=== Assignment ===
Report every line below that has the string "container" in it.

=== Material supplied ===
::::
//! End-to-end flows through the router with a scripted assistant.

use std::sync::{Arc, Mutex};

use axum::http::{HeaderName, HeaderValue, StatusCode};
use axum_test::TestServer;
use healthcare_assistant_ui::AppState;
use healthcare_assistant_ui::backend::{ChatBackend, ChatRequest, DispatchError};
use healthcare_assistant_ui::config::{
    AppConfig, BackendConfig, DisplayMode, LogConfig, LogFormat, ServerConfig, SessionConfig,
    UiConfig,
};
use healthcare_assistant_ui::dispatch::Dispatcher;
use healthcare_assistant_ui::domain::DomainTag;
use healthcare_assistant_ui::server::router;
use healthcare_assistant_ui::session::SessionStore;
use serde_json::{Value, json};

/// Replies keyed on the prompt text, recording every request.
#[derive(Default)]
struct ScriptedBackend {
    seen: Mutex<Vec<ChatRequest>>,
}

#[async_trait::async_trait]
impl ChatBackend for ScriptedBackend {
    async fn send(&self, request: &ChatRequest) -> Result<Value, DispatchError> {
        self.seen.lock().unwrap().push(request.clone());
        match request.prompt.as_str() {
            "offline" => Err(DispatchError::network("connection refused")),
            "boom" => Err(DispatchError::Server {
                status: 500,
                message: "upstream exploded".into(),
            }),
            "weird" => Ok(json!({"status": "ok"})),
            "cases" => Ok(json!({
                "test_cases": [{
                    "test_case_id": "TC1",
                    "title": "Bolus check",
                    "expected_result": "Delivers correct dose",
                    "steps": ["Program bolus", "Start delivery"]
                }]
            })),
            "iso" => Ok(json!({
                "iso_validation": [{
                    "test_case_id": "TC1",
                    "compliant": false,
                    "related_iso_refs": "IEC 62304 5.1",
                    "suggestions": "Add interlock"
                }]
            })),
            "bundle" => Ok(json!({
                "requirement": {"req_id": "REQ-7", "text": "Occlusion alarm within 5s"},
                "test_cases": [{"test_case_id": "TC9", "title": "Occlusion"}]
            })),
            _ => Ok(json!({"intent": "general", "answer": {"text": "Hello"}})),
        }
    }
}

struct Harness {
    server: TestServer,
    state: AppState,
    backend: Arc<ScriptedBackend>,
}

fn config(mode: DisplayMode) -> AppConfig {
    AppConfig {
        server: ServerConfig {
            port: 0,
            host: "127.0.0.1".into(),
        },
        backend: BackendConfig {
            base_url: "http://127.0.0.1:9".into(),
            timeout_secs: 5,
        },
        ui: UiConfig {
            display_mode: mode,
            htmx_url: "/static/htmx.min.js".into(),
            static_dir: "static".into(),
        },
        sessions: SessionConfig {
            idle_timeout_secs: 60,
            sweep_interval_secs: 60,
        },
        log: LogConfig {
            format: LogFormat::Compact,
        },
    }
}

fn harness(mode: DisplayMode) -> Harness {
    let backend = Arc::new(ScriptedBackend::default());
    let state = AppState {
        config: Arc::new(config(mode)),
        sessions: SessionStore::new(),
        dispatcher: Dispatcher::new(backend.clone()),
    };
    let server = TestServer::new(router(state.clone())).expect("test server");
    Harness {
        server,
        state,
        backend,
    }
}

fn hx() -> (HeaderName, HeaderValue) {
    (
        HeaderName::from_static("hx-request"),
        HeaderValue::from_static("true"),
    )
}

impl Harness {
    fn new_session(&self) -> String {
        self.state.sessions.create().id().to_string()
    }

    async fn post(&self, path: &str) -> axum_test::TestResponse {
        let (name, value) = hx();
        self.server.post(path).add_header(name, value).await
    }

    async fn enter(&self, id: &str, domain: DomainTag) -> String {
        let resp = self
            .post(&format!("/sessions/{id}/domains/{}", domain.slug()))
            .await;
        resp.assert_status_ok();
        resp.text()
    }

    async fn submit(&self, id: &str, prompt: &str) -> String {
        let (name, value) = hx();
        let resp = self
            .server
            .post(&format!("/sessions/{id}/submit"))
            .add_header(name, value)
            .form(&[("prompt", prompt)])
            .await;
        resp.assert_status_ok();
        resp.text()
    }
}

#[tokio::test]
async fn test_index_renders_landing_with_six_cards() {
    let h = harness(DisplayMode::Stacked);

    let resp = h.server.get("/").await;
    resp.assert_status_ok();
    let html = resp.text();

    assert!(html.starts_with("<!DOCTYPE html>"));
    assert!(html.contains("data-screen=\"landing\""));
    assert!(html.contains("Geminator Testcase Generator (GTG)"));
    assert!(html.contains("Powered by Google Cloud"));
    assert!(!html.contains("Axum + Leptos"));
    assert_eq!(html.matches("class=\"card\"").count(), 6);
    for domain in DomainTag::ALL {
        assert!(html.contains(&format!("data-domain=\"{}\"", domain.slug())));
    }
    assert_eq!(h.state.sessions.len(), 1);
}

#[tokio::test]
async fn test_every_domain_opens_its_chat_and_back_clears_prompt() {
    let h = harness(DisplayMode::Stacked);
    let id = h.new_session();

    for domain in DomainTag::ALL {
        let html = h.enter(&id, domain).await;
        assert!(html.contains("data-screen=\"chat\""));
        assert!(html.contains(&domain.heading()));

        h.submit(&id, "remember me").await;
        let html = h.post(&format!("/sessions/{id}/back")).await.text();
        assert!(html.contains("data-screen=\"landing\""));
        assert!(!html.contains("remember me"));
    }

    // Re-entering starts from an empty prompt.
    let html = h.enter(&id, DomainTag::Insulin).await;
    assert!(!html.contains("remember me"));
    assert!(!html.contains("data-section="));
}

#[tokio::test]
async fn test_empty_prompt_is_posted() {
    let h = harness(DisplayMode::Stacked);
    let id = h.new_session();
    h.enter(&id, DomainTag::Samples).await;

    h.submit(&id, "").await;

    let seen = h.backend.seen.lock().unwrap();
    assert_eq!(seen.len(), 1);
    assert_eq!(serde_json::to_value(&seen[0]).unwrap(), json!({"prompt": ""}));
}

#[tokio::test]
async fn test_general_reply_shows_only_answer() {
    let h = harness(DisplayMode::Stacked);
    let id = h.new_session();
    h.enter(&id, DomainTag::Ventilator).await;

    let html = h.submit(&id, "Hi there").await;

    assert!(html.contains("data-section=\"answer\""));
    assert!(html.contains("Hello"));
    assert!(!html.contains("data-section=\"requirement\""));
    assert!(!html.contains("data-section=\"test_cases\""));
    assert!(!html.contains("data-section=\"iso_validation\""));
    assert!(html.contains("Hi there"));
    assert!(!html.contains("⏳"));
}

#[tokio::test]
async fn test_test_cases_render_and_can_be_marked_passed() {
    let h = harness(DisplayMode::Stacked);
    let id = h.new_session();
    h.enter(&id, DomainTag::Insulin).await;

    let html = h.submit(&id, "cases").await;
    assert!(html.contains("data-section=\"test_cases\""));
    assert!(html.contains("TC1"));
    assert!(html.contains("Bolus check"));
    assert!(html.contains("Delivers correct dose"));
    assert!(html.contains("Program bolus"));
    assert!(html.contains("data-passed=\"false\""));
    assert!(!html.contains("data-section=\"answer\""));

    let (name, value) = hx();
    let resp = h
        .server
        .post(&format!("/sessions/{id}/passed"))
        .add_header(name, value)
        .form(&[("test_case_id", "TC1")])
        .await;
    resp.assert_status_ok();
    let html = resp.text();
    assert!(html.contains("data-passed=\"true\""));
    assert!(html.contains("Passed ✔"));

    let (name, value) = hx();
    let resp = h
        .server
        .post(&format!("/sessions/{id}/passed"))
        .add_header(name, value)
        .form(&[("test_case_id", "TC404")])
        .await;
    resp.assert_status(StatusCode::NOT_FOUND);
}

#[tokio::test]
async fn test_iso_findings_show_verdict_and_suggestions() {
    let h = harness(DisplayMode::Stacked);
    let id = h.new_session();
    h.enter(&id, DomainTag::Iso).await;

    let html = h.submit(&id, "iso").await;

    assert!(html.contains("data-section=\"iso_validation\""));
    assert!(html.contains("Not Compliant"));
    assert!(html.contains("IEC 62304 5.1"));
    assert!(html.contains("Add interlock"));
}

#[tokio::test]
async fn test_network_failure_shows_banner_and_allows_retry() {
    let h = harness(DisplayMode::Stacked);
    let id = h.new_session();
    h.enter(&id, DomainTag::Cardio).await;

    let html = h.submit(&id, "offline").await;
    assert!(html.contains("role=\"alert\""));
    assert!(html.contains("data-error-kind=\"network\""));
    assert!(html.contains("connection refused"));
    assert!(!html.contains("⏳"));
    assert!(html.contains("Scan Me"));

    // Retry succeeds and replaces the banner.
    let html = h.submit(&id, "again").await;
    assert!(!html.contains("role=\"alert\""));
    assert!(html.contains("Hello"));
}

#[tokio::test]
async fn test_server_and_malformed_failures_are_distinguished() {
    let h = harness(DisplayMode::Stacked);
    let id = h.new_session();
    h.enter(&id, DomainTag::Ehr).await;

    let html = h.submit(&id, "boom").await;
    assert!(html.contains("data-error-kind=\"server\""));
    assert!(html.contains("HTTP 500: upstream exploded"));

    let html = h.submit(&id, "weird").await;
    assert!(html.contains("data-error-kind=\"malformed\""));
}

#[tokio::test]
async fn test_rendering_is_repeatable() {
    let h = harness(DisplayMode::Stacked);
    let id = h.new_session();
    h.enter(&id, DomainTag::Insulin).await;
    h.submit(&id, "bundle").await;

    let (name, value) = hx();
    let first = h
        .server
        .get(&format!("/sessions/{id}"))
        .add_header(name, value)
        .await
        .text();
    let (name, value) = hx();
    let second = h
        .server
        .get(&format!("/sessions/{id}"))
        .add_header(name, value)
        .await
        .text();

    assert_eq!(first, second);
    assert_eq!(h.backend.seen.lock().unwrap().len(), 1);
}

#[tokio::test]
async fn test_tabbed_mode_switches_sections() {
    let h = harness(DisplayMode::Tabbed);
    let id = h.new_session();
    h.enter(&id, DomainTag::Insulin).await;

    let html = h.submit(&id, "bundle").await;
    assert!(html.contains("data-display-mode=\"tabbed\""));
    assert!(html.contains("data-section=\"requirement\""));
    assert!(html.contains("REQ-7"));
    assert!(!html.contains("data-section=\"test_cases\""));

    let html = h.post(&format!("/sessions/{id}/tabs/testcases")).await.text();
    assert!(html.contains("data-section=\"test_cases\""));
    assert!(html.contains("TC9"));
    assert!(!html.contains("data-section=\"requirement\""));

    let html = h.post(&format!("/sessions/{id}/tabs/iso")).await.text();
    assert!(html.contains("data-section=\"empty\""));

    h.post(&format!("/sessions/{id}/tabs/bogus"))
        .await
        .assert_status(StatusCode::NOT_FOUND);
}

#[tokio::test]
async fn test_plain_form_posts_redirect_to_session_page() {
    let h = harness(DisplayMode::Stacked);
    let id = h.new_session();

    let resp = h.server.post(&format!("/sessions/{id}/domains/ehr")).await;
    resp.assert_status(StatusCode::SEE_OTHER);
    assert_eq!(resp.header("location"), format!("/sessions/{id}"));

    let html = h.server.get(&format!("/sessions/{id}")).await.text();
    assert!(html.starts_with("<!DOCTYPE html>"));
    assert!(html.contains("EHR/Clinical Software Assistant"));
}

#[tokio::test]
async fn test_submit_from_landing_conflicts() {
    let h = harness(DisplayMode::Stacked);
    let id = h.new_session();

    let (name, value) = hx();
    h.server
        .post(&format!("/sessions/{id}/submit"))
        .add_header(name, value)
        .form(&[("prompt", "hello")])
        .await
        .assert_status(StatusCode::CONFLICT);
    assert!(h.backend.seen.lock().unwrap().is_empty());

    let session = h.state.sessions.get(&id).unwrap();
    assert!(session.snapshot().prompt.is_empty());
}

#[tokio::test]
async fn test_unknown_session_and_domain_are_not_found() {
    let h = harness(DisplayMode::Stacked);

    h.server
        .get("/sessions/does-not-exist")
        .await
        .assert_status(StatusCode::NOT_FOUND);
    h.post("/sessions/does-not-exist/back")
        .await
        .assert_status(StatusCode::NOT_FOUND);

    let id = h.new_session();
    h.post(&format!("/sessions/{id}/domains/dialysis"))
        .await
        .assert_status(StatusCode::NOT_FOUND);
}

#[tokio::test]
async fn test_session_api_reports_state() {
    let h = harness(DisplayMode::Stacked);
    let id = h.new_session();
    h.enter(&id, DomainTag::Cardio).await;

    let resp = h.server.get(&format!("/api/sessions/{id}")).await;
    resp.assert_status_ok();
    let body: Value = resp.json();

    assert_eq!(body["id"], json!(id));
    assert_eq!(body["state"]["screen"], json!({"screen": "chat", "domain": "cardio"}));
    assert_eq!(body["state"]["submitting"], json!(false));

    h.server
        .get("/api/sessions/missing")
        .await
        .assert_status(StatusCode::NOT_FOUND);
}

#[tokio::test]
async fn test_healthz_and_static_assets() {
    let h = harness(DisplayMode::Stacked);

    let resp = h.server.get("/healthz").await;
    resp.assert_status_ok();
    resp.assert_json(&json!({"status": "ok"}));

    h.server.get("/static/app.css").await.assert_status_ok();
}
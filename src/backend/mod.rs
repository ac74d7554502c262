//! Access to the external assistant service.
//!
//! The service does all the real work (intent classification, requirement
//! normalisation, test-case generation, ISO review). This side only knows one
//! contract: `POST <base>/chat` with `{"prompt": "..."}`, answered by a JSON
//! object.
//!
//! - [`ChatBackend`]: the seam the dispatcher talks to
//! - [`HttpChatBackend`]: `reqwest` implementation of it
//! - [`DispatchError`]: the three ways a dispatch can fail

mod http;

pub use http::HttpChatBackend;

use serde::{Deserialize, Serialize};

/// Wire body for `POST /chat`.
#[derive(Debug, Clone, PartialEq, Eq, Serialize, Deserialize)]
pub struct ChatRequest {
    /// Free text typed by the user. May be empty.
    pub prompt: String,
}

impl ChatRequest {
    #[must_use]
    pub fn new(prompt: impl Into<String>) -> Self {
        Self {
            prompt: prompt.into(),
        }
    }
}

/// Why a dispatch produced no usable reply.
#[derive(Debug, Clone, PartialEq, Eq, Serialize, thiserror::Error)]
#[serde(tag = "kind", rename_all = "snake_case")]
pub enum DispatchError {
    /// The request never got an HTTP answer (refused, DNS, timeout).
    #[error("could not reach the assistant service: {message}")]
    Network { message: String },

    /// The service answered with a non-success status.
    #[error("assistant service returned {status}: {message}")]
    Server { status: u16, message: String },

    /// The body was not JSON, or was JSON with nothing we know how to show.
    #[error("unexpected response from the assistant service: {message}")]
    MalformedResponse { message: String },
}

impl DispatchError {
    pub fn network(message: impl Into<String>) -> Self {
        Self::Network {
            message: message.into(),
        }
    }

    pub fn malformed(message: impl Into<String>) -> Self {
        Self::MalformedResponse {
            message: message.into(),
        }
    }

    /// Stable machine-readable category.
    #[must_use]
    pub fn kind(&self) -> &'static str {
        match self {
            Self::Network { .. } => "network",
            Self::Server { .. } => "server",
            Self::MalformedResponse { .. } => "malformed",
        }
    }

    /// Banner headline shown to the user.
    #[must_use]
    pub fn headline(&self) -> &'static str {
        match self {
            Self::Network { .. } => "Couldn't reach server",
            Self::Server { .. } => "Server returned an error",
            Self::MalformedResponse { .. } => "Unexpected response shape",
        }
    }
}

/// Anything that can answer a chat prompt with a raw JSON payload.
#[async_trait::async_trait]
pub trait ChatBackend: Send + Sync {
    /// Send one prompt and return the decoded JSON body.
    async fn send(&self, request: &ChatRequest) -> Result<serde_json::Value, DispatchError>;
}
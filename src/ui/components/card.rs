//! Card container used for each result section.

use leptos::prelude::*;

/// Card container component.
///
/// # Example
///
/// ```rust,ignore
/// view! {
///     <Card section="answer">
///         <CardHeader title="💡 Answer" />
///         <CardContent>
///             <p>"Hello"</p>
///         </CardContent>
///     </Card>
/// }
/// ```
#[component]
pub fn Card(
    /// Section name, exposed as `data-section`.
    section: &'static str,
    /// Card content.
    children: Children,
) -> impl IntoView {
    view! {
        <section class="card-panel" data-section=section>
            {children()}
        </section>
    }
}

/// Card heading.
#[component]
pub fn CardHeader(
    /// Heading text.
    title: &'static str,
) -> impl IntoView {
    view! {
        <h3 class="card-title">{title}</h3>
    }
}

/// Card body.
#[component]
pub fn CardContent(children: Children) -> impl IntoView {
    view! {
        <div class="card-body">
            {children()}
        </div>
    }
}
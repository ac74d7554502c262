use tracing_subscriber::{EnvFilter, layer::SubscriberExt, util::SubscriberInitExt};

use crate::config::LogFormat;

/// Initialize structured logging.
///
/// `RUST_LOG` drives the filter; without it the crate logs at debug and
/// everything else at info.
pub fn init(format: LogFormat) {
    let filter_layer = EnvFilter::try_from_default_env()
        .unwrap_or_else(|_| EnvFilter::new("info,healthcare_assistant_ui=debug"));

    let registry = tracing_subscriber::registry().with(filter_layer);

    match format {
        LogFormat::Compact => registry
            .with(
                tracing_subscriber::fmt::layer()
                    .with_target(true)
                    .with_thread_ids(true)
                    .with_line_number(true)
                    .compact(),
            )
            .init(),
        LogFormat::Json => registry
            .with(
                tracing_subscriber::fmt::layer()
                    .with_target(true)
                    .json()
                    .with_current_span(true),
            )
            .init(),
    }
}
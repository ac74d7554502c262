//! Healthcare device assistant server.

use std::sync::Arc;

use dotenvy::dotenv;
use healthcare_assistant_ui::{config::AppConfig, server, telemetry};
use mimalloc::MiMalloc;

#[global_allocator]
static GLOBAL: MiMalloc = MiMalloc;

#[tokio::main]
async fn main() -> anyhow::Result<()> {
    dotenv().ok();

    let config = match AppConfig::load() {
        Ok(config) => config,
        Err(e) => {
            eprintln!("Failed to load configuration: {e}");
            std::process::exit(1);
        }
    };

    telemetry::init(config.log.format);

    server::start_server(Arc::new(config)).await
}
::::
=== Your response ===
//! Card container used for each result section.
/// Card container component.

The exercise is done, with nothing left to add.